„Moja krew ma moc” – rzeczowo i bez mydlenia oczu
„– młody, pójdziesz ze mną na badanie krwi?
– no dobra, mogę iść.
Kto by przypuszczał, że tak łatwo pójdzie? Muszę jeszcze namówić młodą, która bankowo nie będzie taka chętna 😉
〰〰〰
A Wy kiedy ostatnio sprawdzaliście stan zdrowia Waszej rodziny? Mnie ruszyło sumienie po lekturze dziś prezentowanej książki, w której Adaś pewnego dnia zaczął się słabo czuć. Dość często podjadał słodycze i niechętnie sięgał po warzywa i owoce co sprawiło, że pewnego dnia od rana był zmęczony, senny i nie miał ochoty ani siły bawić się na placu zabaw. Zmartwiona mama zabrała go do lekarza, który zlecił wykonanie morfologii, przy okazji tłumacząc zaniepokojonemu chłopcu dlaczego dbanie o krew jest ważne. Z kolei mama opowiedziała Adasiowi co się będzie działo w laboratorium. Podoba mi się, że nikt nie wciska tu bajek, iż pobieranie krwi nie boli. Otóż chwilę boli, prawda? Mimo to mama uspokoiła syna, że cały czas będzie obok, a całość nie będzie trwało długo. Ponad to okazało się, że pani pielęgniarka ma świetne podejście do dzieci i w efekcie wizyta przebiegła miło.
〰〰〰
W książce znajdziemy też podpowiedź, że dobrym pomysłem jest zabranie ze sobą ulubionej maskotki, czy kupienie dziecku jakiegoś drobiazgu po wizycie w laboratorium.

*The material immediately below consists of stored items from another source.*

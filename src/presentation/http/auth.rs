use std::sync::Arc;

use async_trait::async_trait;
use axum::{
    Json, Router,
    extract::{Request, State, rejection::JsonRejection},
    http::{HeaderMap, HeaderValue, StatusCode, header},
    response::{IntoResponse, Response},
    routing::{get, post},
};
use serde::{Deserialize, Serialize};
use tower::ServiceExt;
use utoipa::ToSchema;

use crate::application::ports::auth_handler::AuthHandler;
use crate::application::ports::session_repository::{SessionOrigin, SessionRepository};
use crate::application::ports::user_repository::UserRepository;
use crate::application::services::auth::{
    build_session_cookie, clear_session_cookie, session_token_from_headers,
};
use crate::application::use_cases::auth::AuthError;
use crate::application::use_cases::auth::get_session::GetSession;
use crate::application::use_cases::auth::sign_in::{SignIn, SignInRequest};
use crate::application::use_cases::auth::sign_out::SignOut;
use crate::application::use_cases::auth::sign_up::{SignUp, SignUpRequest};
use crate::domain::auth::session::AuthSession;
use crate::domain::auth::user::User;
use crate::presentation::http::errors::{self, DefinedError};

#[derive(Debug, Deserialize, ToSchema)]
pub struct SignUpEmailRequest {
    pub name: String,
    pub email: String,
    pub password: String,
}

#[derive(Debug, Deserialize, ToSchema)]
pub struct SignInEmailRequest {
    pub email: String,
    pub password: String,
}

#[derive(Debug, Serialize, ToSchema)]
pub struct SignedInResponse {
    pub token: String,
    pub user: User,
}

#[derive(Debug, Serialize, ToSchema)]
pub struct SignOutResponse {
    pub success: bool,
}

#[derive(Debug, Serialize, ToSchema)]
pub struct OkResponse {
    pub ok: bool,
}

#[derive(Clone)]
pub struct AuthState {
    users: Arc<dyn UserRepository>,
    sessions: Arc<dyn SessionRepository>,
    session_expires_secs: i64,
    secure_cookies: bool,
}

impl AuthState {
    pub fn new(
        users: Arc<dyn UserRepository>,
        sessions: Arc<dyn SessionRepository>,
        session_expires_secs: i64,
        secure_cookies: bool,
    ) -> Self {
        Self {
            users,
            sessions,
            session_expires_secs,
            secure_cookies,
        }
    }

    fn session_ttl(&self) -> chrono::Duration {
        chrono::Duration::seconds(self.session_expires_secs)
    }
}

pub fn routes(state: AuthState) -> Router {
    Router::new()
        .route("/sign-up/email", post(sign_up_email))
        .route("/sign-in/email", post(sign_in_email))
        .route("/sign-out", post(sign_out))
        .route("/get-session", get(get_session))
        .route("/ok", get(ok))
        .with_state(state)
}

/// The mounted `/api/auth` router, answering whatever the pipeline hands it.
/// Unknown auth paths get the outer 404 envelope with the full path.
pub struct AuthRoutes {
    router: Router,
}

impl AuthRoutes {
    pub fn new(prefix: &str, state: AuthState) -> Self {
        Self {
            router: Router::new()
                .nest(prefix, routes(state))
                .fallback(errors::not_found),
        }
    }
}

#[async_trait]
impl AuthHandler for AuthRoutes {
    async fn handle(&self, req: Request) -> Response {
        match self.router.clone().oneshot(req).await {
            Ok(resp) => resp,
            Err(never) => match never {},
        }
    }
}

fn auth_error_response(err: AuthError) -> Response {
    if let AuthError::Internal(e) = &err {
        tracing::error!(error = ?e, "auth_handler_error");
    }
    let body = DefinedError {
        defined: true,
        code: err.code().to_string(),
        status: err.status().as_u16(),
        message: match &err {
            AuthError::Internal(_) => "Internal Server Error".to_string(),
            other => other.to_string(),
        },
    };
    (err.status(), Json(body)).into_response()
}

fn rejection_response(rejection: JsonRejection) -> Response {
    auth_error_response(AuthError::InvalidInput(rejection.body_text()))
}

fn with_cookie(mut resp: Response, cookie: String) -> Response {
    match HeaderValue::from_str(&cookie) {
        Ok(v) => {
            resp.headers_mut().insert(header::SET_COOKIE, v);
        }
        Err(e) => tracing::warn!(error = %e, "session_cookie_not_a_header_value"),
    }
    resp
}

fn header_str<'a>(headers: &'a HeaderMap, name: &str) -> Option<&'a str> {
    headers
        .get(name)
        .and_then(|v| v.to_str().ok())
        .map(str::trim)
        .filter(|v| !v.is_empty())
}

fn session_origin(headers: &HeaderMap) -> SessionOrigin {
    let ip_address = header_str(headers, "x-forwarded-for")
        .and_then(|v| v.split(',').next())
        .map(|v| v.trim().to_string())
        .or_else(|| header_str(headers, "x-real-ip").map(str::to_string));
    SessionOrigin {
        ip_address,
        user_agent: header_str(headers, header::USER_AGENT.as_str()).map(str::to_string),
    }
}

fn signed_in_response(state: &AuthState, token: String, user: User) -> Response {
    let cookie = build_session_cookie(&token, state.session_expires_secs, state.secure_cookies);
    with_cookie(
        (StatusCode::OK, Json(SignedInResponse { token, user })).into_response(),
        cookie,
    )
}

#[utoipa::path(post, path = "/api/auth/sign-up/email", tag = "Auth", request_body = SignUpEmailRequest, responses(
    (status = 200, body = SignedInResponse),
    (status = 400, body = DefinedError),
    (status = 422, body = DefinedError)
))]
pub async fn sign_up_email(
    State(state): State<AuthState>,
    headers: HeaderMap,
    payload: Result<Json<SignUpEmailRequest>, JsonRejection>,
) -> Response {
    let Json(body) = match payload {
        Ok(p) => p,
        Err(rejection) => return rejection_response(rejection),
    };
    let uc = SignUp {
        users: state.users.as_ref(),
        sessions: state.sessions.as_ref(),
        session_ttl: state.session_ttl(),
    };
    let req = SignUpRequest {
        name: body.name,
        email: body.email,
        password: body.password,
        origin: session_origin(&headers),
    };
    match uc.execute(&req).await {
        Ok(signed_in) => signed_in_response(&state, signed_in.token, signed_in.user),
        Err(err) => auth_error_response(err),
    }
}

#[utoipa::path(post, path = "/api/auth/sign-in/email", tag = "Auth", request_body = SignInEmailRequest, responses(
    (status = 200, body = SignedInResponse),
    (status = 401, body = DefinedError)
))]
pub async fn sign_in_email(
    State(state): State<AuthState>,
    headers: HeaderMap,
    payload: Result<Json<SignInEmailRequest>, JsonRejection>,
) -> Response {
    let Json(body) = match payload {
        Ok(p) => p,
        Err(rejection) => return rejection_response(rejection),
    };
    let uc = SignIn {
        users: state.users.as_ref(),
        sessions: state.sessions.as_ref(),
        session_ttl: state.session_ttl(),
    };
    let req = SignInRequest {
        email: body.email,
        password: body.password,
        origin: session_origin(&headers),
    };
    match uc.execute(&req).await {
        Ok(signed_in) => signed_in_response(&state, signed_in.token, signed_in.user),
        Err(err) => auth_error_response(err),
    }
}

#[utoipa::path(post, path = "/api/auth/sign-out", tag = "Auth", responses(
    (status = 200, body = SignOutResponse)
))]
pub async fn sign_out(State(state): State<AuthState>, headers: HeaderMap) -> Response {
    let token = session_token_from_headers(&headers);
    let uc = SignOut {
        sessions: state.sessions.as_ref(),
    };
    if let Err(e) = uc.execute(token.as_deref()).await {
        return auth_error_response(AuthError::Internal(e));
    }
    with_cookie(
        Json(SignOutResponse { success: true }).into_response(),
        clear_session_cookie(state.secure_cookies),
    )
}

/// Current session or JSON `null`.
#[utoipa::path(get, path = "/api/auth/get-session", tag = "Auth", responses(
    (status = 200, body = AuthSession, description = "`null` when no live session")
))]
pub async fn get_session(State(state): State<AuthState>, headers: HeaderMap) -> Response {
    let Some(token) = session_token_from_headers(&headers) else {
        return Json(None::<AuthSession>).into_response();
    };
    let uc = GetSession {
        users: state.users.as_ref(),
        sessions: state.sessions.as_ref(),
    };
    match uc.execute(&token).await {
        Ok(session) => Json(session).into_response(),
        Err(e) => auth_error_response(AuthError::Internal(e)),
    }
}

#[utoipa::path(get, path = "/api/auth/ok", operation_id = "auth_ok", tag = "Auth", responses((status = 200, body = OkResponse)))]
pub async fn ok() -> Json<OkResponse> {
    Json(OkResponse { ok: true })
}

Warto wspomnieć, że dalsza część lektury opowiada o kiepskich wynikach badania i zmianie diety chłopca (zleconej przez panią dietetyk). Autorka opisuje też rozmowy Adasia z rówieśnikami na temat zdrowia, a prezentując uczestnictwo chłopca w przygotowywaniu posiłków, czy przepisy na dania mocy, zachęca do sięgnięcia po zdrowe składniki, które mają wpływ na dobrą kondycję krwi.
〰〰〰
Muszę przyznać, że jestem zaskoczona ilością informacji jakie mimochodem są nam przekazywane w tym opowiadaniu. Myślę, że warto wiedzieć więcej na temat krwi i zadbać o nią już w te wakacje! Więc? Kto się wybierze razem z nami na badanie?”